VOX amPlug broken? Try this fix first…

If you need to repair your VOX Amplug, you may be able to fix it, quite simply.

I bought a brand new VOX AC30 Amplug as a practice amp. Nice little box: sounds cool clean or distorted, good little take-along practice amp.

I’ve lately been getting a lot of traffic from Google about the VOX amPlug I/O, and I’m afraid I can’t offer much help with that device – I’ve never used one.

Something important to know about that device:

The VOX amPlug I/O is NOT a standalone headphone amp.

This is just plain stupid on VOX’s part. The amPlug brand became successful based on portable headphone amplification. You’d think anything carrying the amPlug label (and particularly a HEADPHONE JACK) could do headphone amplification.

But no. That would be too easy. Sorry folks.

Unfortunately, I started having trouble with it after a couple days: I couldn’t get any sound out of it at all. I triple-checked that the batteries weren’t dead, that the new ones weren’t in wrong, that the knobs were all turned up, the works. Jiggled the jacks. Nothing. Dead quiet.

I looked online and found other comments along the same lines (paraphrasing: ‘This piece of crap worked great when I got it, then broke in a couple days!!!’).

I thought there might be a general problem with this otherwise nice piece of gear. Then I stumbled upon a guy commenting on Amazon, who really seemed to have it right:

You’re plugging the headphones into the wrong jack!

 

I’m pretty sure you are. I was, too. My VOX Amplug AC30 was working fine, still works great many months later.

Certainly, this won’t fix everything: you can still whack your Amplug on a door frame and break off the 1/4″ guitar plug. Your headphone jack may get squirelly over time. Seems like virtually every headphone jack does. The knobs will probably crackle, eventually. But if you know someone who thinks the Amplug is broken, have ’em try this before complaining. The Amplug series really IS nice.

If this works for you, do me the favor of leaving a comment to let me know I’ve helped you!

So why does this keep happening?

OK, to the guy with a UX hammer, most every problem looks a bit like a Usability nail, but I think this one really applies. It’s not measured behavior, I realize, but since This is What I Do™, and I’ve got some understanding about humans and usability, I’ll venture an explanation for WHY this is happening.

First, VOX (Actually, KORG) uses embossed black-on-black labels for its headphone and AUX input jacks. I think this is to maintain the “Amp”-like look of the product. This means the labels are really hard to find, and because the text is tiny, even harder to read. A little dab of white paint on the letters would help with this.

Next, if you’ve bought the Amplug only to use as a headphone amp, you may not be interested in the AUX input feature that lets you tap an MP3 player into the unit so you can play along. Most people won’t have handy the male-to-male 3.5mm stereo mini cable required to use the AUX feature. You have to want to use it, and go buy the cable. You probably took a passing look at the instructions on day 1, and filed away the knowledge that you could put an AUX source into it “someday”.

Finally, the above two problems are compounded when we start to think of the musician’s mental model of the Amplug.
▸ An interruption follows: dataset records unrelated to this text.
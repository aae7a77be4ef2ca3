//! Compiled shader sets and their function pointer signatures.
//!
//! The compiler collaborator turns shader source into entry points with
//! these exact C signatures; the device calls through them and the
//! shaders call back through the [`crate::abi`] surface.

use std::sync::Arc;

use helios_core::ParameterSet;
use parking_lot::RwLock;

use crate::settings::{
    DriverSettings, ImageInfoOutputAbi, ImageInfoParams, TonemapParams,
};

/// Top-level per-variant driver routine.
pub type DeviceShaderFn = unsafe extern "C" fn(settings: *const DriverSettings);

/// Callback shader (before/after iteration), same shape as the device shader.
pub type CallbackShaderFn = DeviceShaderFn;

/// Bake/pass utility shader.
pub type BakeShaderFn = DeviceShaderFn;

/// Primary or secondary traversal over `size` rays.
pub type TraversalShaderFn = unsafe extern "C" fn(settings: *const DriverSettings, size: i32);

/// Ray generation for the work rectangle; returns the number of rays emitted.
pub type RayGenShaderFn = unsafe extern "C" fn(
    settings: *const DriverSettings,
    next_id: i32,
    size: i32,
    xmin: i32,
    ymin: i32,
    xmax: i32,
    ymax: i32,
) -> i32;

/// Miss shader over the ray range `[first, last)`.
pub type MissShaderFn =
    unsafe extern "C" fn(settings: *const DriverSettings, first: i32, last: i32);

/// Hit shader for one entity/material over the ray range `[first, last)`.
pub type HitShaderFn = unsafe extern "C" fn(
    settings: *const DriverSettings,
    entity_id: i32,
    material_id: i32,
    first: i32,
    last: i32,
);

/// Advanced shadow hit or miss shader.
pub type AdvancedShadowShaderFn = unsafe extern "C" fn(
    settings: *const DriverSettings,
    material_id: i32,
    first: i32,
    last: i32,
);

/// Tonemap shader mapping the float accumulator to packed 8-bit pixels.
pub type TonemapShaderFn = unsafe extern "C" fn(
    settings: *const DriverSettings,
    in_pixels: *const f32,
    out_pixels: *mut u32,
    width: i32,
    height: i32,
    params: *const TonemapParams,
);

/// Imageinfo shader aggregating image statistics.
pub type ImageInfoShaderFn = unsafe extern "C" fn(
    settings: *const DriverSettings,
    in_pixels: *const f32,
    width: i32,
    height: i32,
    params: *const ImageInfoParams,
    output: *mut ImageInfoOutputAbi,
);

/// One compiled shader plus its local parameter registry.
///
/// Local registries are filled at compile time and read-only from the
/// shader's perspective; the shared lock exists for the rare explicit
/// set through the ABI.
#[derive(Clone)]
pub struct ShaderSlot<F> {
    pub exec: F,
    pub local_registry: Arc<RwLock<ParameterSet>>,
}

impl<F> ShaderSlot<F> {
    pub fn new(exec: F, local_registry: ParameterSet) -> Self {
        Self {
            exec,
            local_registry: Arc::new(RwLock::new(local_registry)),
        }
    }
}

/// All compiled shaders of one technique variant.
///
/// The hit vector is indexed by material id; advanced shadow vectors
/// are empty unless the variant uses advanced shadow handling.
#[derive(Clone)]
pub struct ShaderSet {
    pub id: u32,
    pub device: ShaderSlot<DeviceShaderFn>,
    pub primary_traversal: ShaderSlot<TraversalShaderFn>,
    pub secondary_traversal: ShaderSlot<TraversalShaderFn>,
    pub ray_generation: ShaderSlot<RayGenShaderFn>,
    pub miss: ShaderSlot<MissShaderFn>,
    pub hits: Vec<ShaderSlot<HitShaderFn>>,
    pub advanced_shadow_hits: Vec<ShaderSlot<AdvancedShadowShaderFn>>,
    pub advanced_shadow_misses: Vec<ShaderSlot<AdvancedShadowShaderFn>>,
    pub callbacks: [Option<ShaderSlot<CallbackShaderFn>>; 2],
    pub tonemap: Option<ShaderSlot<TonemapShaderFn>>,
    pub imageinfo: Option<ShaderSlot<ImageInfoShaderFn>>,
    pub bake: Option<ShaderSlot<BakeShaderFn>>,
}

impl ShaderSet {
    /// Whether both advanced shadow shader families are present.
    #[must_use]
    pub fn has_advanced_shadow_handling(&self) -> bool {
        !self.advanced_shadow_hits.is_empty() && !self.advanced_shadow_misses.is_empty()
    }
}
Not everyone is fortunate enough to have a good grasp of electronics, but even those who do tend to think of signal as flowing “like water in pipes”. This means people are probably creating a mental model of the Amplug signal flow that originates at the guitar plug and flows straight through to the jack on the far side of the Amplug. The Amplug, in their mind, becomes a layer between the headphones and the guitar, and the signal will take the shortest path through that layer.

The thing is, that horse-sense evaluation is not at all correct. The jack on the far-side of the Amplug from the guitar plug is the AUX in jack!

VoxAC30LesPaul_NO

The signal that flows through the Amplug is not under any restriction to flow in a straight line. It flows where the electronics take it. And in the case of the Amplug AC30, signal flows around a corner and out the far end of the Amplug.
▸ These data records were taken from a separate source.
//! Decoding of the `__dbg_output` shader log stream.
//!
//! Shaders may request a buffer named `__dbg_output` and append log
//! records to it: a leading `i32` occupancy count followed by op codes
//! (1 = 4-byte-aligned null-terminated string, 2 = `i32`, 3 = `f32`).
//! After every dispatch the device drains the buffer to stdout and
//! resets the occupancy.

use std::io::Write as _;

/// Name of the shader debug log buffer.
pub const DEBUG_BUFFER_NAME: &str = "__dbg_output";

/// Decode and print one debug buffer, then reset it.
///
/// `words` is the buffer viewed as `i32` words, starting with the
/// occupancy count.
pub fn drain_debug_buffer(words: &mut [i32]) {
    if words.is_empty() {
        return;
    }

    let occupancy = words[0].min((words.len() - 1) as i32);
    if occupancy <= 0 {
        return;
    }

    let stdout = std::io::stdout();
    let mut out = stdout.lock();

    let mut k = 0usize;
    while (k as i32) < occupancy {
        let op = words[k + 1];
        match op {
            1 => {
                // String payload, 4 bytes per word until the terminator
                k += 1;
                'words: loop {
                    let Some(word) = words.get(k + 1) else {
                        break;
                    };
                    let bytes = word.to_ne_bytes();
                    for byte in bytes {
                        if byte == 0 {
                            break 'words;
                        }
                        let _ = out.write_all(&[byte]);
                    }
                    k += 1;
                }
            }
            2 => {
                k += 1;
                if let Some(word) = words.get(k + 1) {
                    let _ = write!(out, "{word}");
                }
            }
            3 => {
                k += 1;
                if let Some(word) = words.get(k + 1) {
                    let _ = write!(out, "{}", f32::from_bits(*word as u32));
                }
            }
            _ => break,
        }
        k += 1;
    }

    let _ = out.flush();

    // Reset occupancy so shaders start a fresh stream
    words[0] = 0;
}

#[cfg(test)]
mod tests {
    use super::*;

    #[test]
    fn empty_buffer_is_left_alone() {
        let mut words = [0i32; 8];
        drain_debug_buffer(&mut words);
        assert_eq!(words[0], 0);
    }

    #[test]
    fn occupancy_resets_after_drain() {
        // op 2 (i32) with value 42
        let mut words = [2i32, 2, 42, 0, 0];
        drain_debug_buffer(&mut words);
        assert_eq!(words[0], 0);
    }

    #[test]
    fn bad_op_codes_stop_the_scan() {
        let mut words = [3i32, 9, 1, 2, 0];
        drain_debug_buffer(&mut words);
        assert_eq!(words[0], 0);
    }
}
VoxAC30LesPaul_YESObviously, to get sound out of the Amplug, you have to plug the phones into the right jack. But VOX has set up the user for failure, by making the labels all but invisible, and designing a signal flow that really requires labels for people to get right, if they don’t have the manual handy.

My guess is that the signal flow was designed by an electrical engineer – having the inputs at one end and outputs at the other looks electrically convenient to me (and I’ve done a bit of electronic designing/building).

And believe it or not, diagnosing, explaining, communicating: yes, this is what I do.